Unlike the passive administration of anti-GBM Abs, the active delivery of anti-GBM sera following adjuvant-mediated presensitization has been described to precipitate severe renal disease in the traditional NSN model (1). CFA has been reported to trigger TLR2 and TLR4 (31, 32). Hence, it is reasonable to hypothesize that costimulation via either of these TLRs may be necessary for maximal anti-GBM-induced renal disease in the traditional NSN model. Indeed, the present work revealed that stimulation of TLR4 by LPS, coupled with anti-GBM Ab administration, was sufficient to engender profound renal disease. These findings resonate well with previous findings in the rat model, where LPS, IL-1, and TNF-{alpha} have also been shown to be important for experimental nephritis (29, 33).
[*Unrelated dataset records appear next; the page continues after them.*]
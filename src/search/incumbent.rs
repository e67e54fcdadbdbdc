use crate::color::VertexId;

/** candidate k-VCS */
#[derive(Debug, Clone, PartialEq, Eq)]
pub struct Candidate {
    /// vertices of the candidate
    pub members: Vec<VertexId>,
    /// proven not (k-1)-colorable
    pub chroma: bool,
    /// proven that every vertex is critical
    pub crit: bool,
}

impl Candidate {
    /// ordering key: sure before unsure, critical before non-critical, then smaller first
    fn key(&self) -> (bool, bool, usize) {
        (!self.chroma, !self.crit, self.members.len())
    }
}


/**
Best candidates of the search: the best final one (after reduction), and the best generated one
(before reduction, ordered by sureness then size). Also records when the final one improved.
*/
#[derive(Debug, Clone)]
pub struct Incumbent {
    /// number of vertices of the instance
    n: usize,
    /// best final candidate
    best: Option<Candidate>,
    /// best generated candidate and its sureness
    best_gen: Option<(Vec<VertexId>, bool)>,
    /// global iteration of the last improvement
    last_improvement_iter: usize,
    /// time of the last improvement (seconds)
    time_to_best: f64,
    /// largest number of iterations between two improvements
    max_iter_diff: usize,
}

impl Incumbent {
    /// empty incumbent for an instance of n vertices
    pub fn new(n:usize) -> Self {
        Self {
            n,
            best: None,
            best_gen: None,
            last_improvement_iter: 0,
            time_to_best: 0.,
            max_iter_diff: 0,
        }
    }

    /** offers a final candidate found at global iteration iter and time elapsed.
    A candidate as large as the instance is replaced by any smaller one.
    Returns true iff it becomes the best. */
    pub fn offer(&mut self, members:&[VertexId], chroma:bool, crit:bool, iter:usize, elapsed:f64) -> bool {
        let candidate = Candidate { members: members.to_vec(), chroma, crit };
        let better = match &self.best {
            None => true,
            Some(best) => {
                (best.members.len() == self.n && !members.is_empty() && members.len() < self.n)
                    || candidate.key() < best.key()
            }
        };
        if better {
            log::info!("new best: |S|={} chroma:{} crit:{} (iteration {}, {:.2}s)",
                members.len(), chroma, crit, iter, elapsed);
            self.max_iter_diff = self.max_iter_diff.max(iter - self.last_improvement_iter.min(iter));
            self.last_improvement_iter = iter;
            self.time_to_best = elapsed;
            self.best = Some(candidate);
        }
        better
    }

    /// offers a generated candidate, returns true iff it becomes the best generated one
    pub fn offer_generated(&mut self, members:&[VertexId], sure:bool) -> bool {
        let better = match &self.best_gen {
            None => true,
            Some((best, best_sure)) => {
                best.len() == self.n || (!sure, members.len()) < (!*best_sure, best.len())
            }
        };
        if better {
            self.best_gen = Some((members.to_vec(), sure));
        }
        better
    }

    /// best final candidate
    pub fn best(&self) -> Option<&Candidate> { self.best.as_ref() }

    /// size of the best final candidate (n if none)
    pub fn best_size(&self) -> usize { self.best.as_ref().map_or(self.n, |c| c.members.len()) }

    /// size of the best generated candidate (n if none)
    pub fn best_gen_size(&self) -> usize { self.best_gen.as_ref().map_or(self.n, |(m,_)| m.len()) }

    /// global iteration of the last improvement
    pub fn last_improvement_iter(&self) -> usize { self.last_improvement_iter }

    /// time of the last improvement (seconds)
    pub fn time_to_best(&self) -> f64 { self.time_to_best }

    /// largest number of iterations between two improvements
    pub fn max_iter_diff(&self) -> usize { self.max_iter_diff }
}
Among the other innate stimuli tested, it is interesting to note that TLR2, TLR3, and TLR5 stimulation also triggered renal disease. Although IRAK-dependent costimulation was necessary for innate immune nephritis to ensue, costimulation via TLR9 failed to induce nephritis. This was not due to insufficient innate stimulation, because increasing the dosage of the respective triggers up to 5-fold still failed to elicit disease. In contrast, the observed differences may relate to differential expression of the various TLR in the target tissue. Presently, we do not have a clear understanding of the full complement of TLR that are expressed on the different glomerular cell types. The observed hyperexpression of (and the apparent absolute requirement for) proinflammatory cytokines (e.g., IL-1 and TNF-{alpha}) in our current study is consistent with the demonstrated importance of these molecules in related experimental models of nephritis, as well as spontaneous lupus nephritis (26, 29, 30, 33). These studies also raise hope that at least certain varieties of nephritis may potentially be amenable for therapy by modulating the expression of key proinflammatory cytokines.
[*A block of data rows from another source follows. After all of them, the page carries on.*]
use bit_set::BitSet;
use rand::Rng;

use crate::color::{ColoringInstance, VertexId};
use crate::timer::StoppingCriterion;


/** simple tabu tenure that stores the insertions of vertices */
#[derive(Debug)]
pub struct CliqueSwapTenure {
    /// tabu fixed size
    l: usize,
    /// tabu dynamic size
    lambda: f64,
    /// number of iterations since the beginning of the search
    nb_iter: usize,
    /// decisions[v]: last iteration in which vertex v was inserted
    decisions: Vec<Option<usize>>,
}

impl CliqueSwapTenure {
    /** creates a tabu tenure given:
     - l: fixed tabu size
     - λ: variable tabu size
     - n: nb vertices
    */
    pub fn new(l:usize, lambda:f64, n:usize) -> Self {
        Self { l, lambda, nb_iter: 0, decisions: vec![None ; n] }
    }

    fn insert(&mut self, v:VertexId) {
        self.decisions[v] = Some(self.nb_iter);
        self.nb_iter += 1;
    }

    fn contains<R:Rng>(&self, clique_size:usize, v:VertexId, rng:&mut R) -> bool {
        match self.decisions[v] {
            None => false,
            Some(i) => {
                let threshold = rng.gen_range(0..=self.l) + (self.lambda * clique_size as f64) as usize;
                i + threshold >= self.nb_iter
            }
        }
    }
}


/** Implementation of a swap tabu search procedure.
Starts by an initial clique. Inserts the vertex outside the clique that sees the most clique
vertices (break ties by degree), and removes the clique vertices it does not see.
Stops when a clique of size target is found, or when the stopping criterion is met.
*/
pub fn clique_swaps<Stop:StoppingCriterion, R:Rng>(
    inst:&dyn ColoringInstance, sol:Vec<VertexId>, target:usize,
    stopping_criterion:&Stop, rng:&mut R
) -> Vec<VertexId> {
    let n = inst.nb_vertices();
    let mut best = sol.clone();
    let mut current_clique = sol;
    let mut inside_clique:BitSet = current_clique.iter().cloned().collect();
    // for each vertex, maintain the number of vertices in the clique it sees
    let mut nb_clique_see:Vec<usize> = vec![0 ; n];
    for u in &current_clique {
        for v in inst.neighbors(*u) {
            nb_clique_see[*v] += 1;
        }
    }
    let mut tabu = CliqueSwapTenure::new(n/5, 0.5, n);
    while best.len() < target && !stopping_criterion.is_finished() {
        let clique_size = current_clique.len();
        // only consider non added vertices and non-tabu (with a simple aspiration criterion)
        let u = match inst.vertices()
            .filter(|u| !inside_clique.contains(*u) && inst.degree(*u) >= best.len())
            .filter(|u| nb_clique_see[*u] == clique_size || !tabu.contains(clique_size, *u, rng))
            .max_by(|u,v| nb_clique_see[*u].cmp(&nb_clique_see[*v])
                .then_with(|| inst.degree(*u).cmp(&inst.degree(*v)))
            ) {
            None => break,
            Some(u) => u,
        };
        // remove vertices in the clique that do not see u
        let to_remove:Vec<VertexId> = current_clique.iter()
            .filter(|v| !inst.are_adjacent(u, **v)).cloned().collect();
        // perform move (adding u)
        inside_clique.insert(u);
        current_clique.push(u);
        tabu.insert(u);
        for v in inst.neighbors(u) {
            nb_clique_see[*v] += 1;
        }
        // perform move (remove v ∈ to_remove)
        for v in &to_remove {
            inside_clique.remove(*v);
            for w in inst.neighbors(*v) {
                nb_clique_see[*w] -= 1;
            }
        }
        current_clique.retain(|v| inside_clique.contains(*v));
        if current_clique.len() > best.len() {
            best = current_clique.clone();
            log::trace!("new best clique! ({})", best.len());
        }
    }
    best
}


#[cfg(test)]
mod tests {
    use super::*;

    use crate::compact_instance::CompactInstance;
    use crate::timer::Timer;
    use rand::SeedableRng;
    use rand::rngs::StdRng;

    #[test]
    fn test_grows_to_complete() {
        // K4 on {0,1,2,3} plus a pendant vertex 4 attached to 0
        let inst = CompactInstance::from_edges(5, &[
            (0,1),(0,2),(0,3),(1,2),(1,3),(2,3),(0,4)
        ]);
        let mut rng = StdRng::seed_from_u64(2);
        let clique = clique_swaps(&inst, vec![0,4], 4, &Timer::new(1.), &mut rng);
        assert_eq!(clique.len(), 4);
        for a in &clique {
            for b in &clique {
                if a < b { assert!(inst.are_adjacent(*a, *b)); }
            }
        }
    }
}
In contrast to the innate stimuli, the precise mode of action of the anti-GBM insult may be more complex. On the one hand, the glomerular Ag specificity of this insult appears to be indispensable for pathogenesis. This target specificity may potentially contribute in two ways. First, it is clearly required for targeting the injury to the glomeruli. As a consequence of this specificity, these mice are relatively free of inflammatory damage elsewhere. Importantly, mice challenged with LPS and total rabbit Ig (which had no glomerular specificity) did not succumb to nephritis. Second, it is also conceivable that, once the anti-GBM Abs targeted the glomeruli, they may potentially activate intrinsic glomerulocytes directly by cross-linking yet-to-be-defined surface Ags. The present studies do not directly examine whether the nephrotoxic insult might also be contributing in the latter manner upon binding to selected target Ags on resident glomerular cells.

In contrast, the Fc portion of the anti-GBM Abs may be more important in mediating end-organ disease once the anti-GBM Abs target the glomeruli. This is supported by the in vivo studies illustrating that Fab preparations of anti-GBM Abs (i.e., in the absence of the Fc portion) were rather impotent and by the studies using FcR–/– mice. These findings are consistent with the demonstrated importance of Fc:FcR-based interactions in previous reports of experimental and spontaneous nephritis (34, 35, 36, 37). Indeed, FcR-targeted therapies have been proposed for modulating immune nephritis (38, 39). Anti-GBM Abs planted on the GBM may have the capacity to engage FcR on both the intrinsic glomerulocytes and infiltrating leukocytes. Whereas the former may be absolutely critical in initiating the disease, the latter may play an important role in perpetuating pathology, particularly in the later phases of the disease.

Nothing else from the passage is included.